While a large proportion of the world's webservers are currently using Apache, a competitor has been steadily gaining popularity on many high-usage sites.
Lighttpd, pronounced "lighty", is a small-footprint, high-speed webserver, and is notably used by sites such as
Sourceforge,
YouTube and
MiniNova. Netcraft state that Lighttpd is currently being used on
1.38 million sites, and is steadily gaining on Sun's share of the market. This introductory article provides a guide to getting Lighttpd installed and configured.
Conditionals
Most of the options available in lighttpd can be configured conditionally; that is, the options may have different values under different conditions. For example, we may have a webserver set up where the default index page is index.html under all directories. Some time later, we decide to import a large directory of content from an outside source where the default index page was home.html. The conditional variable $HTTP["url"] can be used to handle this, in conjunction with a regular expression:
index-file.names = ( "index.html" )
$HTTP["url"] =~ "^/newcontent/" {
index-file.names = ( "home.html" )
}
This will limit the second index-files.names statement to only those files under the /newcontent directory.
The available conditional variables are:
- $HTTP["cookie"] - matches on cookie
- $HTTP["host"] - matches on the hostname in the url
- $HTTP["useragent"] - matches on useragent
- $HTTP["referer"] - matches on referer url
- $HTTP["url"] - matches on the document filename part of the url
- $HTTP["remoteip"] - matches on the client's IP address
- $SERVER["socket"] - matches on the socket, format ipaddr:port
There are four operators available:
- == - matches if strings are equal
- != - matches if strings are not equal
- =~ - true if there is a regexp match
- =! - true if there is not a regexp match
$SERVER["socket"] only supports the equality operator. It can be used to create IP based virtual hosts.

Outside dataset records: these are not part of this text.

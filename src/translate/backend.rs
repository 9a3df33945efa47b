use async_trait::async_trait;
use serde::Deserialize;
use serde_json::json;
use thiserror::Error;

use crate::config::ResolvedBackend;
use crate::error::{Error, Result};

/// Backend call failure. `transient` marks failures a retry can clear
/// (rate limits, 5xx, network); auth and bad-request failures are final.
#[derive(Debug, Error)]
#[error("{message}")]
pub struct BackendError {
    pub message: String,
    pub transient: bool,
}

impl BackendError {
    pub fn transient(message: impl Into<String>) -> Self {
        Self {
            message: message.into(),
            transient: true,
        }
    }

    pub fn permanent(message: impl Into<String>) -> Self {
        Self {
            message: message.into(),
            transient: false,
        }
    }
}

#[async_trait]
pub trait TranslationBackend: Send + Sync {
    async fn complete(&self, prompt: &str) -> std::result::Result<String, BackendError>;
    fn name(&self) -> &str;
}

/// OpenAI-compatible chat-completions client.
pub struct HttpBackend {
    client: reqwest::Client,
    base_url: String,
    api_key: String,
    model: String,
    max_tokens: u32,
    temperature: f32,
}

impl HttpBackend {
    pub fn new(cfg: &ResolvedBackend) -> Result<Self> {
        let client = reqwest::Client::builder()
            .timeout(std::time::Duration::from_secs(cfg.request_timeout_secs))
            .build()
            .map_err(|e| Error::validation(format!("build http client: {e}")))?;
        Ok(Self {
            client,
            base_url: cfg.base_url.trim_end_matches('/').to_string(),
            api_key: cfg.api_key.clone(),
            model: cfg.model.clone(),
            max_tokens: cfg.max_tokens,
            temperature: cfg.temperature,
        })
    }
}

#[derive(Deserialize)]
struct ChatResponse {
    choices: Vec<ChatChoice>,
}

#[derive(Deserialize)]
struct ChatChoice {
    message: ChatMessage,
}

#[derive(Deserialize)]
struct ChatMessage {
    content: String,
}

#[async_trait]
impl TranslationBackend for HttpBackend {
    async fn complete(&self, prompt: &str) -> std::result::Result<String, BackendError> {
        let body = json!({
            "model": self.model,
            "messages": [{"role": "user", "content": prompt}],
            "temperature": self.temperature,
            "max_tokens": self.max_tokens,
        });

        let resp = self
            .client
            .post(format!("{}/chat/completions", self.base_url))
            .bearer_auth(&self.api_key)
            .json(&body)
            .send()
            .await
            .map_err(|e| BackendError::transient(format!("request failed: {e}")))?;

        let status = resp.status();
        if !status.is_success() {
            let text = resp.text().await.unwrap_or_default();
            let snippet: String = text.chars().take(200).collect();
            let msg = format!("{status}: {snippet}");
            return Err(if status.as_u16() == 429 || status.is_server_error() {
                BackendError::transient(msg)
            } else {
                BackendError::permanent(msg)
            });
        }

        let parsed: ChatResponse = resp
            .json()
            .await
            .map_err(|e| BackendError::permanent(format!("decode response: {e}")))?;
        parsed
            .choices
            .into_iter()
            .next()
            .map(|c| c.message.content)
            .ok_or_else(|| BackendError::permanent("response carried no choices".to_string()))
    }

    fn name(&self) -> &str {
        &self.model
    }
}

$HTTP["remoteip"] can be used to create areas within the document tree that are available only to certain IP ranges:
$HTTP["remoteip"] == "192.168.3.0/24" {
status.status-url = "/server-status"
status.config-url = "/server-config"
status.statistics-url = "/server-statistics"
}
Virtual Hosting
Now that we're familiar with conditionals, we can easily set up name-based virtual hosting. The following lines create two name-based virtual hosts, domain1.biz and domain2.info:
$HTTP["host"] =~ "(^|\.)domain1.biz$" (
server.document-root = "/usr/local/lighttpd/virtual/domain1.biz/"
)
$HTTP["host"] =~ "(^|\.)domain2.info$" (
server.document-root = "/usr/local/lighttpd/virtual/domain2.info/"
)
IP or port based virtual hosting can be done just as easily, using
$SERVER["socket"]. The following configuration will create two separate virtual hosts, one listening on 10.1.8.1 port 80, and the other listening on 10.1.8.5, port 80:
$SERVER["socket"] == "10.1.8.1:80" (
server.document-root = "/usr/local/lighttpd/virtual/server1/"
)
$SERVER["socket"] == "10.1.8.5:80" (
server.document-root = "/usr/local/lighttpd/virtual/server2/"
)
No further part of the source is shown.